South Korean President Yoon Suk Yeol and Japanese Prime Minister Fumio Kishida have met for talks for the second time in two months in an effort to improve relations between their countries. Yoon received Kishida today on the premises of the presidential office in Seoul with a welcoming ceremony, South Korean broadcasters reported. The Japanese prime minister had previously arrived for a two-day visit, accompanied by his wife Yuko Kishida.

Yoon said after the meeting that South Korea and Japan want to take bilateral ties “to a higher level.” Seoul and Tokyo also want to work more closely together on global issues. Observers had expected that the growing threat from North Korea’s nuclear weapons and missile program and the trilateral cooperation with the USA would be important issues.

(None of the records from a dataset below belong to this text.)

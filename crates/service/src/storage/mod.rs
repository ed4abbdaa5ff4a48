pub mod state_store;

pub use state_store::StateStore;
use sea_orm::{ConnectionTrait, DatabaseConnection, DbErr, Schema};

use crate::{cake, crochet, mood, state};

/// Create the application tables if they do not exist yet.
/// Called once at startup; safe to call again on an initialized database.
pub async fn init(db: &DatabaseConnection) -> Result<(), DbErr> {
    let backend = db.get_database_backend();
    let schema = Schema::new(backend);

    let stmts = [
        schema.create_table_from_entity(state::Entity),
        schema.create_table_from_entity(crochet::Entity),
        schema.create_table_from_entity(cake::Entity),
        schema.create_table_from_entity(mood::Entity),
    ];
    for mut stmt in stmts {
        stmt.if_not_exists();
        db.execute(backend.build(&stmt)).await?;
    }
    Ok(())
}

#[cfg(test)]
mod tests {
    use super::*;
    use crate::db::{connect_with_config, DatabaseConfig};

    #[tokio::test]
    async fn init_is_idempotent() -> Result<(), DbErr> {
        let mut cfg = DatabaseConfig::default();
        cfg.url = "sqlite::memory:".into();
        cfg.max_connections = 1;
        cfg.min_connections = 1;
        let db = connect_with_config(&cfg).await?;

        init(&db).await?;
        init(&db).await?;
        Ok(())
    }
}
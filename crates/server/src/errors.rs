use axum::http::StatusCode;
use axum::response::{IntoResponse, Response};
use axum::Json;
use service::errors::ServiceError;
use tracing::error;

/// Boundary error carrying a service failure out as an HTTP status.
/// Errors propagate here unchanged; nothing below retries or swallows them.
#[derive(Debug)]
pub struct ApiError(pub ServiceError);

impl From<ServiceError> for ApiError {
    fn from(e: ServiceError) -> Self { Self(e) }
}

impl IntoResponse for ApiError {
    fn into_response(self) -> Response {
        let status = match &self.0 {
            ServiceError::Validation(_) => StatusCode::BAD_REQUEST,
            ServiceError::NotFound(_) => StatusCode::NOT_FOUND,
            ServiceError::StorageUnavailable(_) | ServiceError::Serialization(_) => {
                StatusCode::INTERNAL_SERVER_ERROR
            }
        };
        let msg = self.0.to_string();
        if status.is_server_error() {
            error!(error = %msg, "request failed");
        }
        (status, Json(serde_json::json!({"error": msg}))).into_response()
    }
}
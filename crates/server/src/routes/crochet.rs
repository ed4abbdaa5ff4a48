use axum::extract::{Path, State};
use axum::Json;
use serde::Deserialize;
use serde_json::{json, Value};

use models::crochet::{Model as CrochetItem, Status};
use service::services::crochet_service;

use crate::errors::ApiError;
use crate::routes::AppState;

#[derive(Debug, Deserialize)]
pub struct CrochetCreate {
    pub title: String,
    #[serde(default)]
    pub notes: Option<String>,
    #[serde(default)]
    pub status: Option<Status>,
}

pub async fn list(State(state): State<AppState>) -> Result<Json<Vec<CrochetItem>>, ApiError> {
    Ok(Json(crochet_service::list_items(&state.db).await?))
}

pub async fn create(
    State(state): State<AppState>,
    Json(body): Json<CrochetCreate>,
) -> Result<Json<CrochetItem>, ApiError> {
    let item = crochet_service::create_item(&state.db, &body.title, body.notes, body.status).await?;
    Ok(Json(item))
}

pub async fn toggle(
    State(state): State<AppState>,
    Path(id): Path<String>,
) -> Result<Json<CrochetItem>, ApiError> {
    Ok(Json(crochet_service::toggle_item(&state.db, &id).await?))
}

pub async fn remove(
    State(state): State<AppState>,
    Path(id): Path<String>,
) -> Result<Json<Value>, ApiError> {
    crochet_service::delete_item(&state.db, &id).await?;
    Ok(Json(json!({"ok": true})))
}
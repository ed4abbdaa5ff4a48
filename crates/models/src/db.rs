use std::time::Duration;

use sea_orm::{ConnectOptions, Database, DatabaseConnection, DbErr};

/// Pool settings for the backing store. The URL decides the engine:
/// `sqlite:` for the embedded file database, `postgres://` for a hosted service.
#[derive(Debug, Clone)]
pub struct DatabaseConfig {
    pub url: String,
    pub max_connections: u32,
    pub min_connections: u32,
    pub connect_timeout: Duration,
    pub idle_timeout: Duration,
    pub max_lifetime: Duration,
    pub acquire_timeout: Duration,
    pub sqlx_logging: bool,
}

impl Default for DatabaseConfig {
    fn default() -> Self {
        Self {
            url: "sqlite://lilazul.db?mode=rwc".to_string(),
            max_connections: 10,
            min_connections: 2,
            connect_timeout: Duration::from_secs(30),
            idle_timeout: Duration::from_secs(600),
            max_lifetime: Duration::from_secs(3600),
            acquire_timeout: Duration::from_secs(30),
            sqlx_logging: false,
        }
    }
}

impl DatabaseConfig {
    pub fn from_env() -> Self {
        let _ = dotenvy::dotenv();
        let mut cfg = Self::default();
        if let Ok(url) = std::env::var("DATABASE_URL") {
            cfg.url = url;
        }
        cfg
    }
}

pub async fn connect_with_config(cfg: &DatabaseConfig) -> Result<DatabaseConnection, DbErr> {
    let mut opts = ConnectOptions::new(cfg.url.clone());
    opts.max_connections(cfg.max_connections)
        .min_connections(cfg.min_connections)
        .connect_timeout(cfg.connect_timeout)
        .idle_timeout(cfg.idle_timeout)
        .max_lifetime(cfg.max_lifetime)
        .acquire_timeout(cfg.acquire_timeout)
        .sqlx_logging(cfg.sqlx_logging);
    Database::connect(opts).await
}
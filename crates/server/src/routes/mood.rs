use axum::extract::State;
use axum::Json;
use serde::Deserialize;

use models::mood::Model as MoodEntry;
use service::services::mood_service;

use crate::errors::ApiError;
use crate::routes::AppState;

#[derive(Debug, Deserialize)]
pub struct MoodInput {
    pub person: String,
    pub mood: String,
    #[serde(default)]
    pub note: Option<String>,
}

pub async fn list(State(state): State<AppState>) -> Result<Json<Vec<MoodEntry>>, ApiError> {
    Ok(Json(mood_service::list_moods(&state.db).await?))
}

pub async fn set(
    State(state): State<AppState>,
    Json(body): Json<MoodInput>,
) -> Result<Json<MoodEntry>, ApiError> {
    let entry = mood_service::set_mood(&state.db, &body.person, &body.mood, body.note).await?;
    Ok(Json(entry))
}
use axum::extract::{Path, State};
use axum::Json;
use serde::Deserialize;
use serde_json::{json, Value};

use models::cake::Model as CakeRecord;
use service::services::cake_service;

use crate::errors::ApiError;
use crate::routes::AppState;

#[derive(Debug, Deserialize)]
pub struct CakeInput {
    pub month: String,
    pub title: String,
    #[serde(default)]
    pub notes: Option<String>,
}

pub async fn list(State(state): State<AppState>) -> Result<Json<Vec<CakeRecord>>, ApiError> {
    Ok(Json(cake_service::list_cakes(&state.db).await?))
}

/// One cake per month; posting the same month again replaces the record.
pub async fn record(
    State(state): State<AppState>,
    Json(body): Json<CakeInput>,
) -> Result<Json<CakeRecord>, ApiError> {
    let rec = cake_service::record_cake(&state.db, &body.month, &body.title, body.notes).await?;
    Ok(Json(rec))
}

pub async fn remove(
    State(state): State<AppState>,
    Path(month): Path<String>,
) -> Result<Json<Value>, ApiError> {
    cake_service::delete_cake(&state.db, &month).await?;
    Ok(Json(json!({"ok": true})))
}
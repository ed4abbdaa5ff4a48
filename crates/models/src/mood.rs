use sea_orm::entity::prelude::*;
use serde::{Deserialize, Serialize};

/// Mood board row, one per person.
#[derive(Clone, Debug, PartialEq, DeriveEntityModel, Serialize, Deserialize)]
#[sea_orm(table_name = "mood")]
pub struct Model {
    #[sea_orm(primary_key, auto_increment = false)]
    pub person: String,
    pub mood: String,
    pub note: String,
    pub updated_at: DateTimeWithTimeZone,
}

#[derive(Copy, Clone, Debug, EnumIter)]
pub enum Relation {}

impl RelationTrait for Relation {
    fn def(&self) -> RelationDef { panic!("no relations defined here") }
}

impl ActiveModelBehavior for ActiveModel {}
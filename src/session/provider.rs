use std::sync::{Arc, Mutex, MutexGuard};
use std::time::Duration;

use lines_common::{AuthPayload, OtpChallenge, TokenPair, UserProfile, UserRole};
use tracing::{info, warn};

use super::otp::OtpCountdown;
use super::tokens::TokenStore;
use super::{SessionStatus, SessionStore};
use crate::errors::{ApiError, SessionError};
use crate::http::HttpClient;
use crate::query::QueryCache;
use crate::services::auth::RegistrationRequest;
use crate::services::users::ProfileUpdate;
use crate::services::{AuthService, UsersService};

/// Resources whose cached data belongs to the signed-in user.
const USER_RESOURCES: &[&str] = &["user-dashboard"];

/// Login, registration and logout on top of the shared [`SessionStore`].
///
/// Every path that ends a session goes through [`sign_out_locally`], which
/// clears the session, the persisted tokens and the query cache together.
///
/// [`sign_out_locally`]: AuthProvider::sign_out_locally
pub struct AuthProvider {
    auth: AuthService,
    users: UsersService,
    session: SessionStore,
    tokens: Arc<dyn TokenStore>,
    cache: QueryCache,
    otp_validity: Duration,
    countdown: Mutex<Option<OtpCountdown>>,
}

impl AuthProvider {
    pub fn new(http: HttpClient, cache: QueryCache, otp_validity: Duration) -> Self {
        Self {
            session: http.session().clone(),
            tokens: http.token_store().clone(),
            auth: AuthService::new(http.clone()),
            users: UsersService::new(http),
            cache,
            otp_validity,
            countdown: Mutex::new(None),
        }
    }

    pub fn session(&self) -> &SessionStore {
        &self.session
    }

    fn countdown_slot(&self) -> MutexGuard<'_, Option<OtpCountdown>> {
        self.countdown
            .lock()
            .unwrap_or_else(|poisoned| poisoned.into_inner())
    }

    /// Restore the previous session from persisted tokens, verifying them
    /// against `/auth/me`. Never fails; returns the resulting status.
    pub async fn bootstrap(&self) -> SessionStatus {
        let stored = match self.tokens.load().await {
            Ok(tokens) => tokens,
            Err(e) => {
                warn!(error = %e, "Ignoring unreadable token store");
                self.clear_tokens().await;
                None
            }
        };
        let Some(tokens) = stored else {
            return self.session.status();
        };

        if let Err(e) = self.session.begin_authenticating(Some(tokens.clone())) {
            warn!(error = %e, "Session already active, skipping restore");
            return self.session.status();
        }

        match self.auth.me().await {
            Ok(user) => {
                // A refresh during the check may have rotated the pair.
                let current = self.session.snapshot().tokens.unwrap_or(tokens);
                if let Err(e) = self.session.complete_authentication(user, current) {
                    warn!(error = %e, "Session changed while restoring");
                }
            }
            Err(e) => {
                info!(error = %e, "Stored session is no longer valid");
                self.sign_out_locally().await;
            }
        }
        self.session.status()
    }

    /// Sign in with email and password. A rejected login leaves the session
    /// signed out and returns the server's message unchanged.
    pub async fn login(&self, email: &str, password: &str) -> Result<UserProfile, SessionError> {
        self.session.begin_authenticating(None)?;
        let result = self.auth.login(email, password).await;
        self.finish_authentication(result).await
    }

    /// Step one of sign-up: email a verification code and start the
    /// countdown.
    pub async fn request_otp(&self, request: &RegistrationRequest) -> Result<OtpChallenge, ApiError> {
        let challenge = self.auth.request_otp(request).await?;
        self.start_countdown(&challenge);
        Ok(challenge)
    }

    /// Step two: verify the code. Account creation and sign-in happen in
    /// the same call.
    pub async fn verify_otp_and_register(
        &self,
        email: &str,
        otp: &str,
        role: UserRole,
    ) -> Result<UserProfile, SessionError> {
        self.session.begin_authenticating(None)?;
        let result = self.auth.verify_otp_and_register(email, otp, role).await;
        let user = self.finish_authentication(result).await?;
        *self.countdown_slot() = None;
        Ok(user)
    }

    /// Send a new code and restart the validity window.
    pub async fn resend_otp(&self, email: &str) -> Result<OtpChallenge, ApiError> {
        let challenge = self.auth.resend_otp(email).await?;
        self.start_countdown(&challenge);
        Ok(challenge)
    }

    pub fn otp_countdown(&self) -> Option<OtpCountdown> {
        self.countdown_slot().clone()
    }

    fn start_countdown(&self, challenge: &OtpChallenge) {
        let validity = if challenge.expires_in_secs > 0 {
            Duration::from_secs(challenge.expires_in_secs)
        } else {
            self.otp_validity
        };
        let mut slot = self.countdown_slot();
        if let Some(countdown) = slot.as_mut().filter(|c| c.email() == challenge.email) {
            countdown.restart(validity);
            return;
        }
        *slot = Some(OtpCountdown::start(challenge.email.clone(), validity));
    }

    async fn finish_authentication(
        &self,
        result: Result<AuthPayload, ApiError>,
    ) -> Result<UserProfile, SessionError> {
        let payload = match result {
            Ok(payload) => payload,
            Err(e) => {
                self.session.sign_out();
                return Err(e.into());
            }
        };
        self.session
            .complete_authentication(payload.user.clone(), payload.tokens.clone())?;
        self.persist(&payload.tokens).await;
        // A sign-out may have landed while the tokens were being written.
        if self.session.status() != SessionStatus::Authenticated {
            self.clear_tokens().await;
            return Err(SessionError::InvalidTransition {
                from: self.session.status().to_string(),
                to: SessionStatus::Authenticated.to_string(),
            });
        }
        Ok(payload.user)
    }

    async fn persist(&self, tokens: &TokenPair) {
        if let Err(e) = self.tokens.save(tokens).await {
            warn!(error = %e, "Failed to persist tokens; session will not survive a restart");
        }
    }

    async fn clear_tokens(&self) {
        if let Err(e) = self.tokens.clear().await {
            warn!(error = %e, "Failed to clear persisted tokens");
        }
    }

    /// Best-effort server logout, then clear all local state. Never fails.
    pub async fn logout(&self) {
        if let Some(refresh_token) = self.session.refresh_token()
            && let Err(e) = self.auth.logout(Some(&refresh_token)).await
        {
            warn!(error = %e, "Server logout failed, clearing local session anyway");
        }
        self.sign_out_locally().await;
    }

    /// Revoke every session of this user. Local state is cleared even when
    /// the server call fails.
    pub async fn logout_all(&self) {
        if self.session.status() == SessionStatus::Authenticated
            && let Err(e) = self.auth.logout_all().await
        {
            warn!(error = %e, "Server logout-all failed, clearing local session anyway");
        }
        self.sign_out_locally().await;
    }

    /// Drop the session, persisted tokens, cached queries and any pending
    /// OTP countdown.
    pub async fn sign_out_locally(&self) {
        self.session.sign_out();
        self.clear_tokens().await;
        self.cache.clear();
        *self.countdown_slot() = None;
    }

    pub async fn change_password(&self, current: &str, new: &str) -> Result<Option<String>, ApiError> {
        self.auth.change_password(current, new).await
    }

    pub async fn request_password_reset(&self, email: &str) -> Result<OtpChallenge, ApiError> {
        let challenge = self.auth.request_password_reset(email).await?;
        self.start_countdown(&challenge);
        Ok(challenge)
    }

    pub async fn verify_password_reset_otp(&self, email: &str, otp: &str) -> Result<Option<String>, ApiError> {
        self.auth.verify_password_reset_otp(email, otp).await
    }

    pub async fn reset_password(&self, email: &str, new_password: &str) -> Result<Option<String>, ApiError> {
        let message = self.auth.reset_password(email, new_password).await?;
        *self.countdown_slot() = None;
        Ok(message)
    }

    /// Save profile changes and merge the server's copy into the session.
    pub async fn update_profile(&self, update: &ProfileUpdate) -> Result<UserProfile, ApiError> {
        let profile = self.users.update_profile(update).await?;
        self.session.update_user(profile.clone());
        self.cache.invalidate(USER_RESOURCES);
        Ok(profile)
    }

    /// Re-read the signed-in user from `/auth/me`.
    pub async fn refresh_user(&self) -> Result<UserProfile, ApiError> {
        let user = self.auth.me().await?;
        self.session.update_user(user.clone());
        Ok(user)
    }
}

#[cfg(test)]
mod tests {
    use async_trait::async_trait;

    use super::*;
    use crate::config::ClientConfig;
    use crate::session::MemoryTokenStore;

    /// Signs the session out while tokens are being written.
    struct SignOutOnSave {
        session: SessionStore,
        inner: MemoryTokenStore,
    }

    #[async_trait]
    impl TokenStore for SignOutOnSave {
        async fn load(&self) -> Result<Option<TokenPair>, SessionError> {
            self.inner.load().await
        }

        async fn save(&self, tokens: &TokenPair) -> Result<(), SessionError> {
            self.inner.save(tokens).await?;
            self.session.sign_out();
            Ok(())
        }

        async fn clear(&self) -> Result<(), SessionError> {
            self.inner.clear().await
        }
    }

    fn payload() -> AuthPayload {
        serde_json::from_value(serde_json::json!({
            "user": { "id": 7, "fullName": "Ada Reader", "email": "ada@example.com" },
            "accessToken": "access-1",
            "refreshToken": "refresh-1"
        }))
        .unwrap()
    }

    fn provider(tokens: Arc<dyn TokenStore>, session: SessionStore) -> AuthProvider {
        let http = HttpClient::new(&ClientConfig::default(), session, tokens).unwrap();
        AuthProvider::new(http, QueryCache::new(Duration::from_secs(60)), Duration::from_secs(600))
    }

    #[tokio::test]
    async fn test_sign_out_during_persist_leaves_no_tokens() {
        let session = SessionStore::new();
        let store = Arc::new(SignOutOnSave {
            session: session.clone(),
            inner: MemoryTokenStore::new(),
        });
        let auth = provider(store.clone(), session.clone());

        session.begin_authenticating(None).unwrap();
        let result = auth.finish_authentication(Ok(payload())).await;

        assert!(matches!(result, Err(SessionError::InvalidTransition { .. })));
        assert_eq!(session.status(), SessionStatus::Unauthenticated);
        assert!(store.inner.current().is_none());
    }

    #[tokio::test]
    async fn test_finish_without_pending_login_persists_nothing() {
        let session = SessionStore::new();
        let store = Arc::new(MemoryTokenStore::new());
        let auth = provider(store.clone(), session.clone());

        assert!(auth.finish_authentication(Ok(payload())).await.is_err());
        assert!(store.current().is_none());
    }
}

The rapprochement between Tokyo and Seoul is in the great interest of their common security partner Washington, which wants to strengthen its alliances in Asia with a view to North Korea and the increasingly powerful China.

First visit in five years

It is the first visit by a Japanese head of government to South Korea in five years and is also a return visit. Yoon traveled to Tokyo in March. There Yoon and Kishida agreed on a fresh start in the difficult relationship. This also includes a resumption of mutual visits and a bilateral security dialogue.

It last took place in 2018, but then stalled due to a dispute over former Korean forced laborers under Japanese colonial rule from 1910 to 1945.